INQUIRING LINE

Does encoding information in LM representations guarantee it influences output?

This explores whether information that's demonstrably present in a model's internal representations actually shapes what it says — and the corpus answer is a clear no: encoding and use are separate things.


This explores whether a fact being *stored* somewhere in a language model's representations means it actually *steers* the output — and the research here says encoding and using are two different processes that often come apart. The most direct evidence: studies repeatedly find facts sitting in a model's representations that have no causal effect on what it generates downstream Do language models actually use their encoded knowledge?. The model 'knows' something in a measurable, probe-able sense, yet writes as if it didn't. So no — encoding guarantees nothing.

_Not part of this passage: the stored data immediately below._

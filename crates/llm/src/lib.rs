//! Chat-completion backends (Groq, OpenAI, Anthropic, Ollama) and the
//! LLM-backed external triage assessor.

pub mod assessor;
pub mod provider;
pub mod providers;

pub use assessor::LlmAssessor;
pub use provider::{LlmError, LlmProvider, Message, Role};
pub use providers::create_provider;
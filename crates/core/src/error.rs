use thiserror::Error;

/// Failure modes of a triage assessment.
///
/// None of these ever reach the caller of the orchestrator; they are
/// caught at the config-resolution step, the external-call site, or the
/// orchestrator boundary and turned into a degraded result.
#[derive(Error, Debug, Clone, PartialEq)]
pub enum TriageError {
    #[error("Configuration error: {0}")]
    Configuration(String),

    #[error("External assessment failed: {0}")]
    ExternalAssessment(String),

    #[error("External assessment timed out after {secs}s")]
    Timeout { secs: u64 },

    #[error("{0}")]
    Fault(String),
}

impl TriageError {
    /// True for failures of the secondary assessment service.
    pub fn is_external(&self) -> bool {
        matches!(self, TriageError::ExternalAssessment(_) | TriageError::Timeout { .. })
    }
}

#[cfg(test)]
mod tests {
    use super::*;

    #[test]
    fn timeout_counts_as_external() {
        assert!(TriageError::Timeout { secs: 10 }.is_external());
        assert!(TriageError::ExternalAssessment("503".into()).is_external());
        assert!(!TriageError::Fault("nan".into()).is_external());
        assert!(!TriageError::Configuration("missing".into()).is_external());
    }

    #[test]
    fn display_messages() {
        assert_eq!(
            TriageError::Timeout { secs: 5 }.to_string(),
            "External assessment timed out after 5s"
        );
        assert_eq!(TriageError::Fault("boom".into()).to_string(), "boom");
    }
}
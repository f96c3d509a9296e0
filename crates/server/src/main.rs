use clap::Parser;

use orthoassist_server::cli::{dispatch, Cli};

fn load_config() -> orthoassist_core::Config {
    orthoassist_core::config::load_dotenv();
    orthoassist_core::Config::from_env()
}

#[tokio::main]
async fn main() -> anyhow::Result<()> {
    tracing_subscriber::fmt()
        .with_env_filter(
            tracing_subscriber::EnvFilter::try_from_default_env()
                .unwrap_or_else(|_| tracing_subscriber::EnvFilter::new("info")),
        )
        .with_target(false)
        .with_writer(std::io::stderr)
        .init();

    let cli = Cli::parse();
    let config = load_config();
    config.log_summary();

    dispatch(cli, config).await
}
//! CLI argument parsing and subcommand dispatch.

use std::path::{Path, PathBuf};
use std::sync::Arc;

use anyhow::Context;
use clap::{Parser, Subcommand};
use orthoassist_core::{Config, Detection};
use orthoassist_triage::TriageRequest;
use tracing::info;

use crate::router::{build_router, cors_layer};
use crate::state::AppState;

/// OrthoAssist triage service.
#[derive(Parser, Debug)]
#[command(name = "orthoassist-server", version, about)]
pub struct Cli {
    #[command(subcommand)]
    pub command: Command,
}

#[derive(Subcommand, Debug)]
pub enum Command {
    /// Start the HTTP server.
    Serve {
        /// Bind address (overrides HOST).
        #[arg(long)]
        host: Option<String>,
        /// Port (overrides PORT).
        #[arg(long)]
        port: Option<u16>,
    },
    /// Triage a detections file and print the result as JSON.
    Assess {
        /// JSON file: a list of detections, or a full triage request object.
        #[arg(long)]
        file: PathBuf,
        /// Patient-reported symptoms.
        #[arg(long)]
        symptoms: Option<String>,
        /// Body part the image shows.
        #[arg(long)]
        body_part: Option<String>,
    },
}

/// Run the parsed command against `config`.
pub async fn dispatch(cli: Cli, mut config: Config) -> anyhow::Result<()> {
    match cli.command {
        Command::Serve { host, port } => {
            if let Some(host) = host {
                config.server.host = host;
            }
            if let Some(port) = port {
                config.server.port = port;
            }
            serve(&config).await
        }
        Command::Assess {
            file,
            symptoms,
            body_part,
        } => {
            let request = read_request(&file, symptoms, body_part)?;
            let state = AppState::from_config(&config)?;
            let result = state.engine.process(&request).await;
            println!("{}", serde_json::to_string_pretty(&result)?);
            Ok(())
        }
    }
}

async fn serve(config: &Config) -> anyhow::Result<()> {
    let state = Arc::new(AppState::from_config(config)?);
    let app = build_router(state, cors_layer(&config.server.cors_origin));

    let addr = format!("{}:{}", config.server.host, config.server.port);
    let listener = tokio::net::TcpListener::bind(&addr)
        .await
        .with_context(|| format!("failed to bind {}", addr))?;
    info!("Server listening on http://{}", addr);
    axum::serve(listener, app).await?;
    Ok(())
}

/// Build a request from a detections file. Flags override the file's own
/// symptoms and body part.
pub fn read_request(
    path: &Path,
    symptoms: Option<String>,
    body_part: Option<String>,
) -> anyhow::Result<TriageRequest> {
    let raw = std::fs::read_to_string(path)
        .with_context(|| format!("failed to read {}", path.display()))?;
    let value: serde_json::Value = serde_json::from_str(&raw)
        .with_context(|| format!("{} is not valid JSON", path.display()))?;

    let mut request = if value.is_array() {
        TriageRequest {
            detections: serde_json::from_value::<Vec<Detection>>(value)?,
            ..TriageRequest::default()
        }
    } else {
        serde_json::from_value::<TriageRequest>(value)
            .with_context(|| format!("{} is not a triage request", path.display()))?
    };

    if symptoms.is_some() {
        request.symptoms = symptoms;
    }
    if body_part.is_some() {
        request.body_part = body_part;
    }
    Ok(request)
}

The most striking version of this gap is a model that computes the right answer and then deliberately throws it away. When transformers are trained to hide their chain-of-thought, the correct reasoning shows up in the earliest layers and is then actively overwritten in the final layers so the model can emit format-compliant filler instead — the real answer stays fully recoverable from lower-ranked predictions even though it never reaches the output Do transformers hide reasoning before producing filler tokens?. Encoding present, influence suppressed by design.

The gap also runs the other direction, which is the part worth knowing: information can dominate the *internals* while staying invisible in clean-looking output. Mechanistic analysis shows low-resource cultures get represented internally through high-resource cultural proxies — a structural bias baked into the hidden states — even when the model produces a correct surface answer Do LLMs represent low-resource cultures through dominant cultural proxies?. So neither direction is safe: encoded-but-unused, and used-but-unencoded-in-the-output you can see.

Why does encoded context lose? Often because something stronger is competing for control of the generation. Models ignore information sitting right in their context window when prior training associations are strong enough to override it — and the fix isn't better prompting but causal intervention directly in the representations Why do language models ignore information in their context?. This reframes the whole question: output is the result of a competition between encoded signals, and presence doesn't win the competition. It also explains why behavior is a poor readout of internals — models with identical outputs can run on radically different internal machinery What actually happens inside a language model?.

The constructive flip side is that if encoding doesn't automatically reach the output, you can sometimes go in and *make* it. Work on decoding activations into natural language doesn't just read what's encoded — it steers it via gradient descent, deliberately turning a latent representation into an output influence Can we decode what LLM activations really represent in language?. That's the quiet implication of this whole line: the encoding-to-output link is a lever to be operated, not a guarantee to be assumed.


Sources 6 notes

Do language models actually use their encoded knowledge?

Multiple studies confirm that language models can encode facts in their representations while those facts fail to causally affect downstream outputs. Encoding and usage are distinct processes.

Do transformers hide reasoning before producing filler tokens?

Logit lens analysis shows models trained with hidden CoT tokens compute correct answers in layers 1-3, then actively suppress these representations in final layers to produce format-compliant filler output. The reasoning is fully recoverable from lower-ranked token predictions.

Do LLMs represent low-resource cultures through dominant cultural proxies?

Mechanistic interpretability analysis reveals that low-resource cultures like Ethiopia and Algeria are structurally represented through high-resource cultural proxies in internal model states, not just output. This architectural bias persists even when models can produce correct surface-level answers.

Why do language models ignore information in their context?

Research demonstrates that LMs generate outputs inconsistent with their context because parametric knowledge from training dominates over in-context information. Textual prompting alone cannot override strong priors; causal intervention in representations is required.

What actually happens inside a language model?

Research shows that LLMs can achieve the same output through different internal mechanisms, and improvements in one dimension like accuracy reliably degrade others like faithfulness and calibration. Internal structure matters even when behavior appears identical.

Can we decode what LLM activations really represent in language?

LatentQA trains a decoder to answer natural language questions about LLM activations, enabling both interpretability (understanding what activations encode) and controllability (steering them via gradient descent). Critical design choices—activation masking, diverse training data, and faithful completions—proved essential for generalization.